> **Task item**:
Retype exactly the lines that run from the line with "assert_eq!(Limits::unbounded(1).flags(), 0);" to the final line of the entries, keeping both ends and nothing else.

> **Source records**:
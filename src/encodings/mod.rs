//! Enumerations shared by every codec: value types, section kinds, external
//! kinds, limits, mutability, and the relocation/linking metadata enums.
//!
//! Value types are encoded as signed LEB128 negative codes; sections and
//! external kinds as plain bytes.

pub mod opcodes;

pub use opcodes::{ImmediateKind, Opcode, OpcodeInfo, SignatureCode};

use std::fmt;

/// A WebAssembly value type, including the block pseudo-type `void` and the
/// parser-only `nullref` placeholder used during validation.
#[derive(Copy, Clone, Debug, Eq, PartialEq, Hash)]
pub enum ValueType {
    I32,
    I64,
    F32,
    F64,
    V128,
    FuncRef,
    AnyRef,
    NullRef,
    ExnRef,
    Void,
}

impl ValueType {
    /// The signed LEB128 code in the binary format.
    pub fn code(self) -> i32 {
        match self {
            ValueType::I32 => -1,
            ValueType::I64 => -2,
            ValueType::F32 => -3,
            ValueType::F64 => -4,
            ValueType::V128 => -5,
            ValueType::FuncRef => -16,
            ValueType::AnyRef => -17,
            ValueType::NullRef => -18,
            ValueType::ExnRef => -24,
            ValueType::Void => -64,
        }
    }

    pub fn from_code(code: i32) -> Option<Self> {
        match code {
            -1 => Some(ValueType::I32),
            -2 => Some(ValueType::I64),
            -3 => Some(ValueType::F32),
            -4 => Some(ValueType::F64),
            -5 => Some(ValueType::V128),
            -16 => Some(ValueType::FuncRef),
            -17 => Some(ValueType::AnyRef),
            -18 => Some(ValueType::NullRef),
            -24 => Some(ValueType::ExnRef),
            -64 => Some(ValueType::Void),
            _ => None,
        }
    }

    pub fn from_name(name: &str) -> Option<Self> {
        match name {
            "i32" => Some(ValueType::I32),
            "i64" => Some(ValueType::I64),
            "f32" => Some(ValueType::F32),
            "f64" => Some(ValueType::F64),
            "v128" => Some(ValueType::V128),
            "funcref" | "anyfunc" => Some(ValueType::FuncRef),
            "anyref" | "externref" => Some(ValueType::AnyRef),
            "nullref" => Some(ValueType::NullRef),
            "exnref" => Some(ValueType::ExnRef),
            _ => None,
        }
    }

    pub fn name(self) -> &'static str {
        match self {
            ValueType::I32 => "i32",
            ValueType::I64 => "i64",
            ValueType::F32 => "f32",
            ValueType::F64 => "f64",
            ValueType::V128 => "v128",
            ValueType::FuncRef => "funcref",
            ValueType::AnyRef => "anyref",
            ValueType::NullRef => "nullref",
            ValueType::ExnRef => "exnref",
            ValueType::Void => "void",
        }
    }

    /// Whether this type may appear as a local, parameter, or result.
    pub fn is_concrete(self) -> bool {
        !matches!(self, ValueType::Void | ValueType::NullRef)
    }

    pub fn is_reference(self) -> bool {
        matches!(
            self,
            ValueType::FuncRef | ValueType::AnyRef | ValueType::NullRef | ValueType::ExnRef
        )
    }

    /// The C type used by the code generator.
    pub fn c_name(self) -> &'static str {
        match self {
            ValueType::I32 => "int32_t",
            ValueType::I64 => "int64_t",
            ValueType::F32 => "float",
            ValueType::F64 => "double",
            ValueType::V128 => "V128",
            ValueType::Void => "void",
            _ => "void*",
        }
    }
}

impl fmt::Display for ValueType {
    fn fmt(&self, f: &mut fmt::Formatter<'_>) -> fmt::Result {
        f.write_str(self.name())
    }
}

/// Binary section identifiers, in canonical emission order.
#[derive(Copy, Clone, Debug, Eq, PartialEq, Ord, PartialOrd, Hash)]
pub enum SectionKind {
    Custom = 0,
    Type = 1,
    Import = 2,
    Function = 3,
    Table = 4,
    Memory = 5,
    Global = 6,
    Export = 7,
    Start = 8,
    Element = 9,
    Code = 10,
    Data = 11,
    DataCount = 12,
}

impl SectionKind {
    pub fn from_byte(byte: u8) -> Option<Self> {
        match byte {
            0 => Some(SectionKind::Custom),
            1 => Some(SectionKind::Type),
            2 => Some(SectionKind::Import),
            3 => Some(SectionKind::Function),
            4 => Some(SectionKind::Table),
            5 => Some(SectionKind::Memory),
            6 => Some(SectionKind::Global),
            7 => Some(SectionKind::Export),
            8 => Some(SectionKind::Start),
            9 => Some(SectionKind::Element),
            10 => Some(SectionKind::Code),
            11 => Some(SectionKind::Data),
            12 => Some(SectionKind::DataCount),
            _ => None,
        }
    }

    pub fn name(self) -> &'static str {
        match self {
            SectionKind::Custom => "custom",
            SectionKind::Type => "type",
            SectionKind::Import => "import",
            SectionKind::Function => "function",
            SectionKind::Table => "table",
            SectionKind::Memory => "memory",
            SectionKind::Global => "global",
            SectionKind::Export => "export",
            SectionKind::Start => "start",
            SectionKind::Element => "element",
            SectionKind::Code => "code",
            SectionKind::Data => "data",
            SectionKind::DataCount => "data count",
        }
    }

    /// The canonical binary emission order. Custom sections float.
    pub const EMISSION_ORDER: [SectionKind; 12] = [
        SectionKind::Type,
        SectionKind::Import,
        SectionKind::Function,
        SectionKind::Table,
        SectionKind::Memory,
        SectionKind::Global,
        SectionKind::Export,
        SectionKind::Start,
        SectionKind::Element,
        SectionKind::DataCount,
        SectionKind::Code,
        SectionKind::Data,
    ];
}

impl fmt::Display for SectionKind {
    fn fmt(&self, f: &mut fmt::Formatter<'_>) -> fmt::Result {
        f.write_str(self.name())
    }
}

/// The kind of an import or export target.
#[derive(Copy, Clone, Debug, Eq, PartialEq, Hash)]
pub enum ExternalKind {
    Function = 0,
    Table = 1,
    Memory = 2,
    Global = 3,
    Event = 4,
}

impl ExternalKind {
    pub fn from_byte(byte: u8) -> Option<Self> {
        match byte {
            0 => Some(ExternalKind::Function),
            1 => Some(ExternalKind::Table),
            2 => Some(ExternalKind::Memory),
            3 => Some(ExternalKind::Global),
            4 => Some(ExternalKind::Event),
            _ => None,
        }
    }

    pub fn from_name(name: &str) -> Option<Self> {
        match name {
            "func" => Some(ExternalKind::Function),
            "table" => Some(ExternalKind::Table),
            "memory" => Some(ExternalKind::Memory),
            "global" => Some(ExternalKind::Global),
            "event" => Some(ExternalKind::Event),
            _ => None,
        }
    }

    pub fn name(self) -> &'static str {
        match self {
            ExternalKind::Function => "func",
            ExternalKind::Table => "table",
            ExternalKind::Memory => "memory",
            ExternalKind::Global => "global",
            ExternalKind::Event => "event",
        }
    }
}

impl fmt::Display for ExternalKind {
    fn fmt(&self, f: &mut fmt::Formatter<'_>) -> fmt::Result {
        f.write_str(self.name())
    }
}

/// Global (and local, in the text format) mutability.
#[derive(Copy, Clone, Debug, Eq, PartialEq)]
pub enum Mutability {
    Const = 0,
    Var = 1,
}

impl Mutability {
    pub fn from_byte(byte: u8) -> Option<Self> {
        match byte {
            0 => Some(Mutability::Const),
            1 => Some(Mutability::Var),
            _ => None,
        }
    }
}

/// Size limits for tables and memories. The binary flags byte carries
/// `has max` (bit 0) and `shared` (bit 1).
#[derive(Copy, Clone, Debug, Eq, PartialEq)]
pub struct Limits {
    pub min: u32,
    pub max: Option<u32>,
    pub shared: bool,
}

impl Limits {
    pub const HAS_MAX: u8 = 0x01;
    pub const IS_SHARED: u8 = 0x02;

    pub fn unbounded(min: u32) -> Self {
        Limits {
            min,
            max: None,
            shared: false,
        }
    }

    pub fn bounded(min: u32, max: u32) -> Self {
        Limits {
            min,
            max: Some(max),
            shared: false,
        }
    }

    pub fn flags(&self) -> u8 {
        let mut flags = 0;

        if self.max.is_some() {
            flags |= Limits::HAS_MAX;
        }

        if self.shared {
            flags |= Limits::IS_SHARED;
        }

        flags
    }

    /// `min <= max` whenever a maximum is present.
    pub fn is_well_formed(&self) -> bool {
        self.max.map_or(true, |max| self.min <= max)
    }
}

impl fmt::Display for Limits {
    fn fmt(&self, f: &mut fmt::Formatter<'_>) -> fmt::Result {
        write!(f, "{}", self.min)?;

        if let Some(max) = self.max {
            write!(f, " {}", max)?;
        }

        if self.shared {
            write!(f, " shared")?;
        }

        Ok(())
    }
}

/// Relocation entry kinds recognised in `reloc.*` custom sections.
#[derive(Copy, Clone, Debug, Eq, PartialEq)]
pub enum RelocationType {
    FunctionIndexLeb = 0,
    TableIndexSleb = 1,
    TableIndexI32 = 2,
    MemoryAddrLeb = 3,
    MemoryAddrSleb = 4,
    MemoryAddrI32 = 5,
    TypeIndexLeb = 6,
    GlobalIndexLeb = 7,
    FunctionOffsetI32 = 8,
    SectionOffsetI32 = 9,
    EventIndexLeb = 10,
    MemoryAddrRelSleb = 11,
    TableIndexRelSleb = 12,
}

impl RelocationType {
    pub fn from_byte(byte: u8) -> Option<Self> {
        use RelocationType::*;

        match byte {
            0 => Some(FunctionIndexLeb),
            1 => Some(TableIndexSleb),
            2 => Some(TableIndexI32),
            3 => Some(MemoryAddrLeb),
            4 => Some(MemoryAddrSleb),
            5 => Some(MemoryAddrI32),
            6 => Some(TypeIndexLeb),
            7 => Some(GlobalIndexLeb),
            8 => Some(FunctionOffsetI32),
            9 => Some(SectionOffsetI32),
            10 => Some(EventIndexLeb),
            11 => Some(MemoryAddrRelSleb),
            12 => Some(TableIndexRelSleb),
            _ => None,
        }
    }

    /// Whether entries of this type carry an addend.
    pub fn has_addend(self) -> bool {
        use RelocationType::*;

        matches!(
            self,
            MemoryAddrLeb
                | MemoryAddrSleb
                | MemoryAddrI32
                | FunctionOffsetI32
                | SectionOffsetI32
                | MemoryAddrRelSleb
        )
    }
}

/// Subsection kinds recognised in the `linking` custom section.
#[derive(Copy, Clone, Debug, Eq, PartialEq)]
pub enum LinkingType {
    SegmentInfo = 5,
    InitFuncs = 6,
    ComdatInfo = 7,
    SymbolTable = 8,
}

impl LinkingType {
    pub fn from_byte(byte: u8) -> Option<Self> {
        match byte {
            5 => Some(LinkingType::SegmentInfo),
            6 => Some(LinkingType::InitFuncs),
            7 => Some(LinkingType::ComdatInfo),
            8 => Some(LinkingType::SymbolTable),
            _ => None,
        }
    }
}

#[cfg(test)]
mod tests {
    use super::*;

    #[test]
    fn value_type_codes_round_trip() {
        for kind in [
            ValueType::I32,
            ValueType::I64,
            ValueType::F32,
            ValueType::F64,
            ValueType::V128,
            ValueType::FuncRef,
            ValueType::AnyRef,
            ValueType::ExnRef,
            ValueType::Void,
        ] {
            assert_eq!(ValueType::from_code(kind.code()), Some(kind));
        }
    }

    #[test]
    fn value_type_names_round_trip() {
        for name in ["i32", "i64", "f32", "f64", "v128", "funcref", "anyref", "exnref"] {
            let kind = ValueType::from_name(name).unwrap();

            assert_eq!(kind.name(), name);
        }
    }

    #[test]
    fn void_is_not_concrete() {
        assert!(!ValueType::Void.is_concrete());
        assert!(!ValueType::NullRef.is_concrete());
        assert!(ValueType::FuncRef.is_concrete());
    }

    #[test]
    fn section_kinds_map_to_their_ids() {
        for byte in 0..=12u8 {
            let kind = SectionKind::from_byte(byte).unwrap();

            assert_eq!(kind as u8, byte);
        }

        assert_eq!(SectionKind::from_byte(13), None);
    }

    #[test]
    fn limits_flags() {
        assert_eq!(Limits::unbounded(1).flags(), 0);
        assert_eq!(Limits::bounded(1, 2).flags(), Limits::HAS_MAX);

        let shared = Limits {
            min: 1,
            max: Some(2),
            shared: true,
        };

        assert_eq!(shared.flags(), Limits::HAS_MAX | Limits::IS_SHARED);
    }

    #[test]
    fn limits_reject_min_above_max() {
        assert!(!Limits::bounded(3, 2).is_well_formed());
        assert!(Limits::bounded(2, 2).is_well_formed());
        assert!(Limits::unbounded(u32::MAX).is_well_formed());
    }

    #[test]
    fn relocation_addends() {
        assert!(RelocationType::MemoryAddrLeb.has_addend());
        assert!(!RelocationType::FunctionIndexLeb.has_addend());
    }
}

> **Task result**:
        assert_eq!(Limits::unbounded(1).flags(), 0);
        assert_eq!(Limits::bounded(1, 2).flags(), Limits::HAS_MAX);

        let shared = Limits {
            min: 1,
            max: Some(2),
            shared: true,
        };

        assert_eq!(shared.flags(), Limits::HAS_MAX | Limits::IS_SHARED);
    }

    #[test]
    fn limits_reject_min_above_max() {
        assert!(!Limits::bounded(3, 2).is_well_formed());
        assert!(Limits::bounded(2, 2).is_well_formed());
        assert!(Limits::unbounded(u32::MAX).is_well_formed());
    }

    #[test]
    fn relocation_addends() {
        assert!(RelocationType::MemoryAddrLeb.has_addend());
        assert!(!RelocationType::FunctionIndexLeb.has_addend());
    }
}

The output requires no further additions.